Sarah Riggs and Teresa Villa-Ignacio
Sounding Translation episode 2
Bridget Ryan: Hi, everyone! You’re listening to Sounding Translation, a podcast featuring interviews with translators of contemporary poetry. I’m Bridget Ryan, Stonehill class of 2023, and the producer of this podcast episode. In the following interview, conducted by Teresa Villa-Ignacio, the poet, translator, filmmaker, and activist Sarah Riggs recalls how, upon moving to Paris in the early 2000s, she began translating French poets, including Isabelle Garron, Marie Borel, Etel Adnan, and Ryoko Sekiguchi. Riggs also discusses how this translation work impacted her own poetry, including her books Waterwork and Autobiography of Envelopes, and discusses opportunities for poetic translation exchanges she has facilitated through the organizations Double Change and Tamaas. The interview was recorded on June 8, 2013, in Paris.
Teresa Villa-Ignacio: Can you tell me a little about how you began translating?
Sarah Riggs: It happened fairly quickly after moving to France. I realized that I was meeting various French poets, and I wanted to understand better what they were doing. And I found it very handy to have them right here, so that I could ask them questions about not just particular words, but contexts for the fabric and the texture of what they were reading and thinking and seeing and what was going into the writing. And I found it fairly addictive and a really amazing way for someone like me, who is a bit of a dreamer in a classroom, a daydreamer in a classroom — that it was just so engaging for me to go. And those first drafts, often I would do them in a cafe or on a bench in a park and just without the dictionary, so missing lots of words, but just to kind of get a rhythm going. And then more meticulously at home going through the dictionary. This is back when we were using paper dictionaries ten years ago! [Laughs.]
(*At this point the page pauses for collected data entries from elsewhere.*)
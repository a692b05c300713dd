use std::fs;
use std::path::{Path, PathBuf};
use std::process::Command;
use tempfile::TempDir;

const ENV_FALLBACKS: [&str; 7] = [
    "VMWARE_HOST",
    "VMWARE_SERVER",
    "VMWARE_USER",
    "VMWARE_USERNAME",
    "VMWARE_PASSWORD",
    "VMWARE_PORT",
    "VMWARE_VALIDATE_CERTS",
];

fn inventory_binary() -> PathBuf {
    let mut path = std::env::current_exe().unwrap();
    path.pop(); // remove test binary name
    path.pop(); // remove deps/
    path.push("vmware-vm-inventory");
    path
}

fn write_plugin(dir: &TempDir, name: &str, content: &str) -> PathBuf {
    let path = dir.path().join(name);
    fs::write(&path, content).unwrap();
    path
}

fn run_inventory(plugin: Option<&Path>, args: &[&str]) -> (String, String, bool) {
    let binary = inventory_binary();
    let mut cmd = Command::new(&binary);
    for var in ENV_FALLBACKS {
        cmd.env_remove(var);
    }
    cmd.env_remove("RUST_LOG");
    if let Some(plugin) = plugin {
        cmd.arg("-i").arg(plugin);
    }
    let output = cmd
        .args(args)
        .output()
        .unwrap_or_else(|e| panic!("Failed to run binary at {:?}: {}", binary, e));

    let stdout = String::from_utf8_lossy(&output.stdout).to_string();
    let stderr = String::from_utf8_lossy(&output.stderr).to_string();
    (stdout, stderr, output.status.success())
}

#[test]
fn test_help_lists_modes() {
    let (stdout, _, success) = run_inventory(None, &["--help"]);
    assert!(success);
    assert!(stdout.contains("--list"));
    assert!(stdout.contains("--host"));
    assert!(stdout.contains("--refresh-cache"));
}

#[test]
fn test_mode_is_required() {
    let tmp = TempDir::new().unwrap();
    let plugin = write_plugin(&tmp, "lab.vmware.yml", "plugin: vmware_vm_inventory\n");
    let (_, stderr, success) = run_inventory(Some(&plugin), &[]);
    assert!(!success);
    assert!(stderr.contains("required"), "stderr: {}", stderr);
}

#[test]
fn test_list_and_host_conflict() {
    let tmp = TempDir::new().unwrap();
    let plugin = write_plugin(&tmp, "lab.vmware.yml", "plugin: vmware_vm_inventory\n");
    let (_, _, success) = run_inventory(Some(&plugin), &["--list", "--host", "web1_u1"]);
    assert!(!success);
}

#[test]
fn test_verify_accepts_plugin_file() {
    let tmp = TempDir::new().unwrap();
    let plugin = write_plugin(
        &tmp,
        "lab.vmware_vm_inventory.yaml",
        "plugin: community.vmware.vmware_vm_inventory\nhostname: vc.lab\n",
    );
    let (stdout, stderr, success) = run_inventory(Some(&plugin), &["--verify"]);
    assert!(success, "stderr: {}", stderr);
    assert!(stdout.contains("is a valid VMware VM inventory source"));
}

#[test]
fn test_verify_rejects_other_file_names() {
    let tmp = TempDir::new().unwrap();
    let plugin = write_plugin(&tmp, "hosts.yml", "plugin: vmware_vm_inventory\n");
    let (_, stderr, success) = run_inventory(Some(&plugin), &["--verify"]);
    assert!(!success);
    assert!(stderr.contains("not a VMware VM inventory source"), "stderr: {}", stderr);
}

#[test]
fn test_verify_rejects_unknown_plugin() {
    let tmp = TempDir::new().unwrap();
    let plugin = write_plugin(&tmp, "lab.vmware.yml", "plugin: aws_ec2\n");
    let (_, stderr, success) = run_inventory(Some(&plugin), &["--verify"]);
    assert!(!success);
    assert!(stderr.contains("Unknown plugin"), "stderr: {}", stderr);
}

#[test]
fn test_list_without_credentials_fails_before_network() {
    let tmp = TempDir::new().unwrap();
    let plugin = write_plugin(
        &tmp,
        "lab.vmware.yml",
        "plugin: vmware_vm_inventory\nhostname: vc.lab\n",
    );
    let (stdout, stderr, success) = run_inventory(Some(&plugin), &["--list"]);
    assert!(!success);
    assert!(stdout.is_empty());
    assert!(
        stderr.contains("missing one of the following: hostname, username, password"),
        "stderr: {}",
        stderr
    );
}

#[test]
fn test_list_unreachable_server() {
    let tmp = TempDir::new().unwrap();
    let plugin = write_plugin(
        &tmp,
        "lab.vmware.yml",
        "plugin: vmware_vm_inventory\nhostname: 127.0.0.1\nport: 1\nusername: admin\npassword: secret\nvalidate_certs: false\n",
    );
    let (stdout, stderr, success) = run_inventory(Some(&plugin), &["--list"]);
    assert!(!success);
    assert!(stdout.is_empty());
    assert!(stderr.contains("unable to connect"), "stderr: {}", stderr);
    assert!(stderr.contains("127.0.0.1:1"), "stderr: {}", stderr);
    // Disabling certificate validation is always announced.
    assert!(stderr.contains("TLS certificate validation is disabled"), "stderr: {}", stderr);
}
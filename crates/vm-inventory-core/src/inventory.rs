//! In-memory inventory model.
//!
//! Groups hold host names and child groups; hosts hold a JSON variable map.
//! Every group linked under [`ALL_GROUP`] is reachable from the root. The
//! model renders to the dynamic-inventory JSON layout consumed by the
//! automation host:
//!
//! ```json
//! {
//!   "_meta": { "hostvars": { "web1_u1": { "ansible_host": "10.0.0.5" } } },
//!   "all": { "children": ["poweredOn", "ungrouped"] },
//!   "poweredOn": { "hosts": ["web1_u1"] }
//! }
//! ```

use std::collections::BTreeMap;

use serde_json::{json, Map, Value};

/// Name of the universal root group.
pub const ALL_GROUP: &str = "all";

/// Pseudo-group for hosts that belong to no other group.
pub const UNGROUPED_GROUP: &str = "ungrouped";

#[derive(Debug, Clone, Default, PartialEq)]
pub struct Group {
    pub name: String,
    /// Member hosts, in insertion order, without duplicates.
    pub hosts: Vec<String>,
    /// Child groups, in insertion order, without duplicates.
    pub children: Vec<String>,
}

#[derive(Debug, Clone, Default, PartialEq)]
pub struct Host {
    pub name: String,
    pub vars: Map<String, Value>,
    /// Groups this host was added to (excluding `all`).
    pub groups: Vec<String>,
}

/// Groups, hosts and host variables produced by one run.
#[derive(Debug, Clone, PartialEq)]
pub struct Inventory {
    groups: BTreeMap<String, Group>,
    hosts: BTreeMap<String, Host>,
}

impl Default for Inventory {
    fn default() -> Self {
        Self::new()
    }
}

impl Inventory {
    /// An empty inventory containing only the `all` group.
    pub fn new() -> Self {
        let mut groups = BTreeMap::new();
        groups.insert(
            ALL_GROUP.to_string(),
            Group {
                name: ALL_GROUP.to_string(),
                ..Default::default()
            },
        );
        Self {
            groups,
            hosts: BTreeMap::new(),
        }
    }

    /// Register a group. Returns `false` if it already existed.
    pub fn add_group(&mut self, name: &str) -> bool {
        if self.groups.contains_key(name) {
            return false;
        }
        self.groups.insert(
            name.to_string(),
            Group {
                name: name.to_string(),
                ..Default::default()
            },
        );
        true
    }

    /// Register a host, optionally as a member of `group`.
    pub fn add_host(&mut self, name: &str, group: Option<&str>) {
        self.hosts.entry(name.to_string()).or_insert_with(|| Host {
            name: name.to_string(),
            ..Default::default()
        });
        if let Some(group) = group {
            self.add_child(group, name);
        }
    }

    /// Link `child` under group `parent`.
    ///
    /// `child` is treated as a group if one with that name exists, and as a
    /// host otherwise (the host is registered if needed). A missing
    /// `parent` group is created.
    pub fn add_child(&mut self, parent: &str, child: &str) {
        self.add_group(parent);

        if self.groups.contains_key(child) {
            if let Some(group) = self.groups.get_mut(parent) {
                push_unique(&mut group.children, child);
            }
            return;
        }

        let host = self.hosts.entry(child.to_string()).or_insert_with(|| Host {
            name: child.to_string(),
            ..Default::default()
        });
        if parent != ALL_GROUP {
            push_unique(&mut host.groups, parent);
        }
        if let Some(group) = self.groups.get_mut(parent) {
            push_unique(&mut group.hosts, child);
        }
    }

    /// Set one host variable, registering the host if needed.
    pub fn set_variable(&mut self, host: &str, key: &str, value: Value) {
        self.hosts
            .entry(host.to_string())
            .or_insert_with(|| Host {
                name: host.to_string(),
                ..Default::default()
            })
            .vars
            .insert(key.to_string(), value);
    }

    pub fn get_host(&self, name: &str) -> Option<&Host> {
        self.hosts.get(name)
    }

    pub fn group(&self, name: &str) -> Option<&Group> {
        self.groups.get(name)
    }

    pub fn groups(&self) -> impl Iterator<Item = &Group> {
        self.groups.values()
    }

    pub fn hosts(&self) -> impl Iterator<Item = &Host> {
        self.hosts.values()
    }

    /// Variables of `host`, or an empty map for unknown hosts.
    pub fn host_vars(&self, host: &str) -> Map<String, Value> {
        self.hosts
            .get(host)
            .map(|h| h.vars.clone())
            .unwrap_or_default()
    }

    /// Render the dynamic-inventory JSON document.
    pub fn to_json(&self) -> Value {
        let mut out = Map::new();

        let hostvars: Map<String, Value> = self
            .hosts
            .values()
            .map(|h| (h.name.clone(), Value::Object(h.vars.clone())))
            .collect();
        out.insert("_meta".to_string(), json!({ "hostvars": hostvars }));

        let ungrouped: Vec<&str> = self
            .hosts
            .values()
            .filter(|h| h.groups.is_empty())
            .map(|h| h.name.as_str())
            .collect();

        for group in self.groups.values() {
            let mut entry = Map::new();
            let mut children = group.children.clone();
            if group.name == ALL_GROUP && !ungrouped.is_empty() {
                push_unique(&mut children, UNGROUPED_GROUP);
            }
            if !group.hosts.is_empty() {
                entry.insert("hosts".to_string(), json!(group.hosts));
            }
            if !children.is_empty() {
                entry.insert("children".to_string(), json!(children));
            }
            out.insert(group.name.clone(), Value::Object(entry));
        }

        if !ungrouped.is_empty() && !self.groups.contains_key(UNGROUPED_GROUP) {
            out.insert(UNGROUPED_GROUP.to_string(), json!({ "hosts": ungrouped }));
        }

        Value::Object(out)
    }
}

fn push_unique(list: &mut Vec<String>, item: &str) {
    if !list.iter().any(|existing| existing == item) {
        list.push(item.to_string());
    }
}

#[cfg(test)]
mod tests {
    use super::*;

    #[test]
    fn test_new_has_only_all() {
        let inv = Inventory::new();
        assert_eq!(inv.groups().count(), 1);
        assert!(inv.group(ALL_GROUP).is_some());
    }

    #[test]
    fn test_add_group_idempotent() {
        let mut inv = Inventory::new();
        assert!(inv.add_group("poweredOn"));
        assert!(!inv.add_group("poweredOn"));
    }

    #[test]
    fn test_add_child_host_and_group() {
        let mut inv = Inventory::new();
        inv.add_host("web1_u1", None);
        inv.add_group("prod");
        inv.add_child("prod", "web1_u1");
        inv.add_child("prod", "web1_u1");
        inv.add_child(ALL_GROUP, "prod");

        assert_eq!(inv.group("prod").unwrap().hosts, vec!["web1_u1"]);
        assert_eq!(inv.group(ALL_GROUP).unwrap().children, vec!["prod"]);
        assert_eq!(inv.get_host("web1_u1").unwrap().groups, vec!["prod"]);
    }

    #[test]
    fn test_set_variable_and_host_vars() {
        let mut inv = Inventory::new();
        inv.add_host("web1_u1", None);
        inv.set_variable("web1_u1", "ansible_host", json!("10.0.0.5"));
        assert_eq!(inv.host_vars("web1_u1")["ansible_host"], json!("10.0.0.5"));
        assert!(inv.host_vars("unknown").is_empty());
    }

    #[test]
    fn test_to_json_layout() {
        let mut inv = Inventory::new();
        inv.add_group("poweredOn");
        inv.add_child(ALL_GROUP, "poweredOn");
        inv.add_host("web1_u1", Some("poweredOn"));
        inv.add_host("lonely_u9", None);
        inv.set_variable("web1_u1", "ansible_host", json!("10.0.0.5"));

        let out = inv.to_json();
        assert_eq!(out["poweredOn"]["hosts"], json!(["web1_u1"]));
        assert_eq!(out["all"]["children"], json!(["poweredOn", "ungrouped"]));
        assert_eq!(out["ungrouped"]["hosts"], json!(["lonely_u9"]));
        assert_eq!(
            out["_meta"]["hostvars"]["web1_u1"]["ansible_host"],
            json!("10.0.0.5")
        );
        assert_eq!(out["_meta"]["hostvars"]["lonely_u9"], json!({}));
    }
}
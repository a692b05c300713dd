//! In-memory backend for tests and offline runs.
//!
//! Holds VMs, lookup objects, tags and custom fields in plain collections
//! and implements both [`VimApi`] and [`AutomationApi`] against them. VM
//! listing honours [`FilterSpec`] through each VM's [`Placement`]. Call
//! counters let tests assert which backend calls a run made.

use std::cell::Cell;
use std::collections::HashMap;

use crate::models::{
    CustomFieldDef, FilterSpec, ObjectKind, ObjectRef, Tag, VirtualMachine, VmRef,
};

use super::{AutomationApi, BackendError, VimApi};

/// Where a VM sits in the inventory tree, by managed object id.
#[derive(Debug, Clone, Default)]
pub struct Placement {
    pub datacenter: Option<String>,
    pub cluster: Option<String>,
    pub folder: Option<String>,
    pub host: Option<String>,
    pub resource_pool: Option<String>,
}

impl Placement {
    fn id(&self, kind: ObjectKind) -> Option<&str> {
        match kind {
            ObjectKind::Datacenter => self.datacenter.as_deref(),
            ObjectKind::Cluster => self.cluster.as_deref(),
            ObjectKind::Folder => self.folder.as_deref(),
            ObjectKind::HostSystem => self.host.as_deref(),
            ObjectKind::ResourcePool => self.resource_pool.as_deref(),
        }
    }

    fn matches(&self, filter: &FilterSpec) -> bool {
        ObjectKind::ALL.iter().all(|kind| {
            let wanted = filter.dimension(*kind);
            wanted.is_empty() || self.id(*kind).is_some_and(|id| wanted.contains(id))
        })
    }
}

struct StoredVm {
    vm: VirtualMachine,
    placement: Placement,
}

/// In-memory vSphere stand-in.
#[derive(Default)]
pub struct InMemoryBackend {
    objects: Vec<(ObjectKind, ObjectRef)>,
    vms: HashMap<String, StoredVm>,
    listing: Vec<String>,
    tags: Vec<Tag>,
    attachments: HashMap<String, Vec<String>>,
    custom_fields: Vec<CustomFieldDef>,
    listing_failure: Option<BackendError>,
    find_calls: Cell<usize>,
    list_vm_calls: Cell<usize>,
    retrieve_calls: Cell<usize>,
}

impl InMemoryBackend {
    pub fn new() -> Self {
        Self::default()
    }

    /// Register a named lookup object (datacenter, cluster, ...).
    pub fn with_object(mut self, kind: ObjectKind, id: &str, name: &str) -> Self {
        self.objects.push((
            kind,
            ObjectRef {
                id: id.to_string(),
                name: name.to_string(),
            },
        ));
        self
    }

    /// Add a VM with no placement. It matches only unconstrained listings.
    pub fn with_vm(self, vm: VirtualMachine) -> Self {
        self.with_vm_at(vm, Placement::default())
    }

    pub fn with_vm_at(mut self, vm: VirtualMachine, placement: Placement) -> Self {
        self.listing.push(vm.moid.clone());
        self.vms.insert(vm.moid.clone(), StoredVm { vm, placement });
        self
    }

    /// List an already added VM one more time, as a paging overlap would.
    pub fn with_repeated_listing(mut self, moid: &str) -> Self {
        self.listing.push(moid.to_string());
        self
    }

    pub fn with_tag(mut self, id: &str, name: &str) -> Self {
        self.tags.push(Tag {
            id: id.to_string(),
            name: name.to_string(),
        });
        self
    }

    pub fn with_attached_tag(mut self, vm_moid: &str, tag_id: &str) -> Self {
        self.attachments
            .entry(vm_moid.to_string())
            .or_default()
            .push(tag_id.to_string());
        self
    }

    pub fn with_custom_field(mut self, key: i32, name: &str) -> Self {
        self.custom_fields.push(CustomFieldDef {
            key,
            name: name.to_string(),
        });
        self
    }

    /// Make every VM listing fail with `error`.
    pub fn with_listing_failure(mut self, error: BackendError) -> Self {
        self.listing_failure = Some(error);
        self
    }

    pub fn find_calls(&self) -> usize {
        self.find_calls.get()
    }

    pub fn list_vm_calls(&self) -> usize {
        self.list_vm_calls.get()
    }

    pub fn retrieve_calls(&self) -> usize {
        self.retrieve_calls.get()
    }
}

impl VimApi for InMemoryBackend {
    fn retrieve_vm(
        &self,
        vm: &VmRef,
        extra_properties: &[String],
    ) -> Result<VirtualMachine, BackendError> {
        self.retrieve_calls.set(self.retrieve_calls.get() + 1);
        let stored = self
            .vms
            .get(&vm.id)
            .ok_or_else(|| BackendError::NotFound(vm.id.clone()))?;
        // Only requested extras come back, as from a real property collector.
        let mut record = stored.vm.clone();
        record.other.retain(|path, _| extra_properties.contains(path));
        Ok(record)
    }

    fn custom_field_defs(&self) -> Result<Vec<CustomFieldDef>, BackendError> {
        Ok(self.custom_fields.clone())
    }
}

impl AutomationApi for InMemoryBackend {
    fn find_objects(&self, kind: ObjectKind, name: &str) -> Result<Vec<ObjectRef>, BackendError> {
        self.find_calls.set(self.find_calls.get() + 1);
        Ok(self
            .objects
            .iter()
            .filter(|(k, obj)| *k == kind && obj.name == name)
            .map(|(_, obj)| obj.clone())
            .collect())
    }

    fn list_vms(&self, filter: &FilterSpec) -> Result<Vec<VmRef>, BackendError> {
        self.list_vm_calls.set(self.list_vm_calls.get() + 1);
        if let Some(err) = &self.listing_failure {
            return Err(err.clone());
        }
        Ok(self
            .listing
            .iter()
            .filter_map(|moid| self.vms.get(moid))
            .filter(|stored| stored.placement.matches(filter))
            .map(|stored| VmRef {
                id: stored.vm.moid.clone(),
                name: stored.vm.name.clone(),
            })
            .collect())
    }

    fn list_tags(&self) -> Result<Vec<String>, BackendError> {
        Ok(self.tags.iter().map(|t| t.id.clone()).collect())
    }

    fn get_tag(&self, id: &str) -> Result<Tag, BackendError> {
        self.tags
            .iter()
            .find(|t| t.id == id)
            .cloned()
            .ok_or_else(|| BackendError::NotFound(id.to_string()))
    }

    fn list_attached_tags(&self, vm_moid: &str) -> Result<Vec<String>, BackendError> {
        Ok(self.attachments.get(vm_moid).cloned().unwrap_or_default())
    }
}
Villa-Ignacio: I remember that! It was a long time ago, it seems. [Laughs.] So, was your interest in these French poets and their work related to your own work as a poet or as a writer?
Villa-Ignacio: And when you said it was nice to have them around to ask them about things, was it — how much of that was asking about what you were translating for them, and how much of that was just asking about how they were working, what their process was, where their inspirations were coming from?
Riggs: Yeah, well, one of the first poets I started to translate was Isabelle Garron, who is roughly my generation, and we had a lot of preoccupations in common in our first books. And it’s important to note that I didn’t have a book at the time when I started translating. It helped me kind of come into my writing as well, to just immerse myself in somebody else’s writing. And she would tell me about, you know, Marguerite Duras here, this reference there. She’d done ballet as a young girl, so there were various ballet references. She developed a very intricate system of punctuation that was part of her poetry. So I wanted to learn how that was working for her. And I think when you’re raised in a particular culture, there are certain books that are taught at school, certain films that are showing in the theaters, and you have a common fabric. So here I was with an unfamiliar fabric and just trying to learn what that was for her. And there was another poet whom I started cotranslating with Omar Berrada, and her name is Marie Borel. And we spent countless afternoons digging into her naval vocabulary, her, you know, all these words for boats and rigging and various sea birds. Just a very dictionary-rich experience. And that, I learned later, actually, that she came to boating midlife; it wasn’t something that she had grown up with, but she’d so immersed herself in it that it was really present, particularly in that book that we were translating, Trompe-Loup.
Villa-Ignacio: Which became Wolftrot in your translation, right?
Riggs: Right, yes.
Villa-Ignacio: And then the one that you translated for Isabelle Garron is Face Before Against?
Riggs: That’s right, yeah.
Villa-Ignacio: Very different texts.
Riggs: Very different, yeah. And that was helpful for me, too, because, as I was saying, my own writing practice was evolving, and I didn’t really know what I was sounding like. And it was really interesting to work with two different women who had really different aesthetics from each other, as well as being immersed in the French language. So, that was good for me, that was very refreshing. So, you can write in this way, and you can write in this way, and you can write in both ways.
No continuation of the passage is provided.